Basic Programming Styles in Python

Author

ONS Data Science Campus

1 Styles For Analysis

There are two main styles we will discuss in this section to help us think about how to structure our code.

Here is an example piece of code we will be converting into the different styles. As it’s a small piece of code it is quite simple, so writing functions for it may be a bit of overkill, but this is done to show the differences in approaches.

The code:

takes a list of strings
converts the strings to floats
finds the sum of the numbers
counts how many numbers are in the list (the length)
divides the sum by the length of the list

Of course, in reality you would use the inbuilt functions sum() and len() (and their R equivalents) to perform this calculation. By building these simple functions from scratch you can see how the functions (and how the functions are called) vary between the different programming styles.
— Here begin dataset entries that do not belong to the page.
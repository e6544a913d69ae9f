// SPDX-License-Identifier: AGPL-3.0-or-later
//
// Copyright (C) 2026 Relational Network

//! Cosmos chain query client.
//!
//! [`ChainQuery`] is the read surface the aggregator depends on; [`LcdClient`]
//! implements it over the Cosmos SDK REST gateway. Calls never retry: a
//! failure is reported once and the caller decides what to do with it.

use std::sync::Arc;
use std::time::Duration;

use async_trait::async_trait;
use reqwest::{Client, StatusCode};
use serde::de::DeserializeOwned;

use super::types::*;
use crate::models::{ChainProfile, FailureKind, RawCoin};

/// Coins requested per balance page.
const BALANCE_PAGE_LIMIT: usize = 1000;

/// Pages followed before a balance listing is cut short.
const MAX_BALANCE_PAGES: usize = 20;

/// One delegation of the queried account.
#[derive(Debug, Clone, PartialEq, Eq)]
pub struct DelegationEntry {
    pub validator: String,
    pub balance: RawCoin,
}

/// Pending rewards from one validator. Amounts are decimal strings.
#[derive(Debug, Clone, PartialEq, Eq)]
pub struct ValidatorReward {
    pub validator: String,
    pub reward: Vec<RawCoin>,
}

/// Errors that can occur while querying a chain.
#[derive(Debug, Clone, PartialEq, Eq, thiserror::Error)]
pub enum ChainClientError {
    #[error("Invalid endpoint: {0}")]
    InvalidEndpoint(String),

    #[error("Network unavailable: {0}")]
    NetworkUnavailable(String),

    #[error("Request timed out: {0}")]
    Timeout(String),

    #[error("Malformed response: {0}")]
    MalformedResponse(String),

    #[error("Query not supported: {0}")]
    Unsupported(String),
}

impl ChainClientError {
    pub fn kind(&self) -> FailureKind {
        match self {
            ChainClientError::InvalidEndpoint(_) | ChainClientError::Unsupported(_) => {
                FailureKind::ChainUnsupported
            }
            ChainClientError::NetworkUnavailable(_) => FailureKind::NetworkUnavailable,
            ChainClientError::Timeout(_) => FailureKind::Timeout,
            ChainClientError::MalformedResponse(_) => FailureKind::MalformedResponse,
        }
    }
}

/// Read-only queries against one chain.
#[async_trait]
pub trait ChainQuery: Send + Sync {
    async fn all_balances(&self, address: &str) -> Result<Vec<RawCoin>, ChainClientError>;

    async fn delegations(&self, address: &str) -> Result<Vec<DelegationEntry>, ChainClientError>;

    async fn rewards(&self, address: &str) -> Result<Vec<ValidatorReward>, ChainClientError>;

    /// Resolve the hash part of an `ibc/<hash>` denom.
    async fn denom_trace(&self, hash: &str) -> Result<DenomTrace, ChainClientError>;

    async fn supply_of(&self, denom: &str) -> Result<RawCoin, ChainClientError>;

    async fn staking_pool(&self) -> Result<StakingPool, ChainClientError>;

    /// Current annual inflation as a fraction (0.07 = 7%).
    async fn inflation(&self) -> Result<f64, ChainClientError>;

    /// Coins locked in the Osmosis lockup module.
    async fn locked_coins(&self, _address: &str) -> Result<Vec<RawCoin>, ChainClientError> {
        Err(ChainClientError::Unsupported("lockup module".to_string()))
    }

    async fn osmosis_mint_params(&self) -> Result<OsmosisMintParams, ChainClientError> {
        Err(ChainClientError::Unsupported("osmosis mint module".to_string()))
    }

    async fn osmosis_epochs(&self) -> Result<Vec<EpochInfo>, ChainClientError> {
        Err(ChainClientError::Unsupported("osmosis epochs module".to_string()))
    }

    async fn osmosis_epoch_provisions(&self) -> Result<f64, ChainClientError> {
        Err(ChainClientError::Unsupported("osmosis mint module".to_string()))
    }
}

/// Builds a [`ChainQuery`] for a resolved chain profile.
pub trait ChainClientFactory: Send + Sync {
    fn connect(&self, profile: &ChainProfile) -> Result<Arc<dyn ChainQuery>, ChainClientError>;
}

/// Factory sharing one HTTP connection pool across every chain client.
#[derive(Clone)]
pub struct LcdClientFactory {
    http: Client,
}

impl LcdClientFactory {
    /// Create a factory whose clients time out after `timeout`.
    pub fn new(timeout: Duration) -> Result<Self, ChainClientError> {
        let http = Client::builder()
            .timeout(timeout)
            .build()
            .map_err(|e| {
                ChainClientError::NetworkUnavailable(format!("failed to build HTTP client: {e}"))
            })?;
        Ok(Self { http })
    }
}

impl ChainClientFactory for LcdClientFactory {
    fn connect(&self, profile: &ChainProfile) -> Result<Arc<dyn ChainQuery>, ChainClientError> {
        let client = LcdClient::new(&profile.rest_endpoint, self.http.clone())?;
        Ok(Arc::new(client))
    }
}

/// Cosmos SDK REST gateway client for one chain.
#[derive(Debug, Clone)]
pub struct LcdClient {
    base_url: String,
    http: Client,
}

impl LcdClient {
    pub fn new(rest_endpoint: &str, http: Client) -> Result<Self, ChainClientError> {
        let url: url::Url = rest_endpoint
            .parse()
            .map_err(|e: url::ParseError| ChainClientError::InvalidEndpoint(e.to_string()))?;

        if !matches!(url.scheme(), "http" | "https") {
            return Err(ChainClientError::InvalidEndpoint(format!(
                "unsupported scheme `{}`",
                url.scheme()
            )));
        }

        Ok(Self {
            base_url: rest_endpoint.trim_end_matches('/').to_string(),
            http,
        })
    }

    pub fn base_url(&self) -> &str {
        &self.base_url
    }

    async fn get_json<T: DeserializeOwned>(
        &self,
        path: &str,
        query: &[(&str, &str)],
    ) -> Result<T, ChainClientError> {
        let url = format!("{}{}", self.base_url, path);

        let response = self
            .http
            .get(&url)
            .query(query)
            .send()
            .await
            .map_err(|e| transport_error(&url, e))?;

        let status = response.status();
        if status == StatusCode::NOT_FOUND || status == StatusCode::NOT_IMPLEMENTED {
            return Err(ChainClientError::Unsupported(format!(
                "HTTP {status} from {url}"
            )));
        }
        if status.is_server_error() || status == StatusCode::TOO_MANY_REQUESTS {
            return Err(ChainClientError::NetworkUnavailable(format!(
                "HTTP {status} from {url}"
            )));
        }
        if !status.is_success() {
            return Err(ChainClientError::MalformedResponse(format!(
                "HTTP {status} from {url}"
            )));
        }

        response.json::<T>().await.map_err(|e| {
            if e.is_timeout() {
                ChainClientError::Timeout(url.clone())
            } else {
                ChainClientError::MalformedResponse(format!("{url}: {e}"))
            }
        })
    }
}

fn transport_error(url: &str, error: reqwest::Error) -> ChainClientError {
    if error.is_timeout() {
        ChainClientError::Timeout(url.to_string())
    } else {
        ChainClientError::NetworkUnavailable(format!("{url}: {error}"))
    }
}

fn parse_decimal(field: &str, raw: &str) -> Result<f64, ChainClientError> {
    raw.trim()
        .parse::<f64>()
        .ok()
        .filter(|v| v.is_finite())
        .ok_or_else(|| ChainClientError::MalformedResponse(format!("{field} is not a number: {raw}")))
}

#[async_trait]
impl ChainQuery for LcdClient {
    async fn all_balances(&self, address: &str) -> Result<Vec<RawCoin>, ChainClientError> {
        let path = format!("/cosmos/bank/v1beta1/balances/{address}");
        let limit = BALANCE_PAGE_LIMIT.to_string();

        let mut balances = Vec::new();
        let mut next_key: Option<String> = None;
        for _ in 0..MAX_BALANCE_PAGES {
            let mut query = vec![("pagination.limit", limit.as_str())];
            if let Some(key) = next_key.as_deref() {
                query.push(("pagination.key", key));
            }

            let page: BalancesResponse = self.get_json(&path, &query).await?;
            balances.extend(page.balances);

            next_key = page
                .pagination
                .as_ref()
                .and_then(PageResponse::next)
                .map(str::to_string);
            if next_key.is_none() {
                return Ok(balances);
            }
        }

        tracing::warn!(
            address = %address,
            pages = MAX_BALANCE_PAGES,
            coins = balances.len(),
            "Balance listing truncated"
        );
        Ok(balances)
    }

    async fn delegations(&self, address: &str) -> Result<Vec<DelegationEntry>, ChainClientError> {
        let path = format!("/cosmos/staking/v1beta1/delegations/{address}");
        let response: DelegationsResponse = self.get_json(&path, &[]).await?;
        Ok(response
            .delegation_responses
            .into_iter()
            .map(|d| DelegationEntry {
                validator: d.delegation.validator_address,
                balance: d.balance,
            })
            .collect())
    }

    async fn rewards(&self, address: &str) -> Result<Vec<ValidatorReward>, ChainClientError> {
        let path = format!("/cosmos/distribution/v1beta1/delegators/{address}/rewards");
        let response: RewardsResponse = self.get_json(&path, &[]).await?;
        Ok(response
            .rewards
            .into_iter()
            .map(|r| ValidatorReward {
                validator: r.validator_address,
                reward: r.reward,
            })
            .collect())
    }

    async fn denom_trace(&self, hash: &str) -> Result<DenomTrace, ChainClientError> {
        let path = format!("/ibc/apps/transfer/v1/denom_traces/{hash}");
        let response: DenomTraceResponse = self.get_json(&path, &[]).await?;
        Ok(response.denom_trace)
    }

    async fn supply_of(&self, denom: &str) -> Result<RawCoin, ChainClientError> {
        let response: SupplyResponse = self
            .get_json("/cosmos/bank/v1beta1/supply/by_denom", &[("denom", denom)])
            .await?;
        Ok(response.amount)
    }

    async fn staking_pool(&self) -> Result<StakingPool, ChainClientError> {
        let response: StakingPoolResponse =
            self.get_json("/cosmos/staking/v1beta1/pool", &[]).await?;
        Ok(response.pool)
    }

    async fn inflation(&self) -> Result<f64, ChainClientError> {
        let response: InflationResponse =
            self.get_json("/cosmos/mint/v1beta1/inflation", &[]).await?;
        parse_decimal("inflation", &response.inflation)
    }

    async fn locked_coins(&self, address: &str) -> Result<Vec<RawCoin>, ChainClientError> {
        let path = format!("/osmosis/lockup/v1beta1/account_locked_coins/{address}");
        let response: LockedCoinsResponse = self.get_json(&path, &[]).await?;
        Ok(response.coins)
    }

    async fn osmosis_mint_params(&self) -> Result<OsmosisMintParams, ChainClientError> {
        let response: OsmosisMintParamsResponse =
            self.get_json("/osmosis/mint/v1beta1/params", &[]).await?;
        Ok(response.params)
    }

    async fn osmosis_epochs(&self) -> Result<Vec<EpochInfo>, ChainClientError> {
        let response: EpochsResponse = self.get_json("/osmosis/epochs/v1beta1/epochs", &[]).await?;
        Ok(response.epochs)
    }

    async fn osmosis_epoch_provisions(&self) -> Result<f64, ChainClientError> {
        let response: EpochProvisionsResponse = self
            .get_json("/osmosis/mint/v1beta1/epoch_provisions", &[])
            .await?;
        parse_decimal("epoch_provisions", &response.epoch_provisions)
    }
}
Try running it yourself to see what it does, or even write it yourself.

1.1 Example Code

input_strings = ["5.5", "7.4", "9.3", "4.6", "5.4", "10.1", "2.5", "6.1"]

# convert strings to floats
list_of_numbers = []
for string_num in input_strings:
    list_of_numbers.append(float(string_num))
    
# find the sum
total = 0
for num in list_of_numbers:
    total += num
    
# find the length - usually you would use len() but this is illustrative!
length = 0
for num in list_of_numbers:
    length += 1
    
# divide by count of numbers to get the mean
mean = total / length

print(mean)

6.362500000000001

1.2 Style Examples

1.2.1 Procedural Style

Procedural code is a set of instructions run one after another. Each instruction is wrapped inside a function. The functions are called step by step.

Iteration is a common feature of procedural code, more so in Python than R.

At each step the result of the previous step is given to the next function.

This style is common in Python and R code.

All the instructions are written as functions that define what will happen when variables are given to them. These functions are defined first in the file.

Below the functions is the code that “runs” the script. Each line executes one after the other, with data being passed from one function to the next.

To see what the program does we just need to look at the end of the code, each function describes how it changes the data.

If we wanted to change the behaviour of any step, we would only change the relevant function. If we wanted to perform the steps in a different order, we would change the order in which they are run at the end of the script.

Advantages of Procedural Style

The code is easy to adapt, as to change the behaviour of any given step we only need to change the relevant function.
It’s easy for a collaborator or client to understand the flow of the program and what is being done at each step
Because procedural style is very popular with new programmers and easy to learn, there are lots of resources available with example code that can help you get started.
Procedural code has a “top-down” structure which suits programmers who prefer to work their way through a program without a lot of prior planning.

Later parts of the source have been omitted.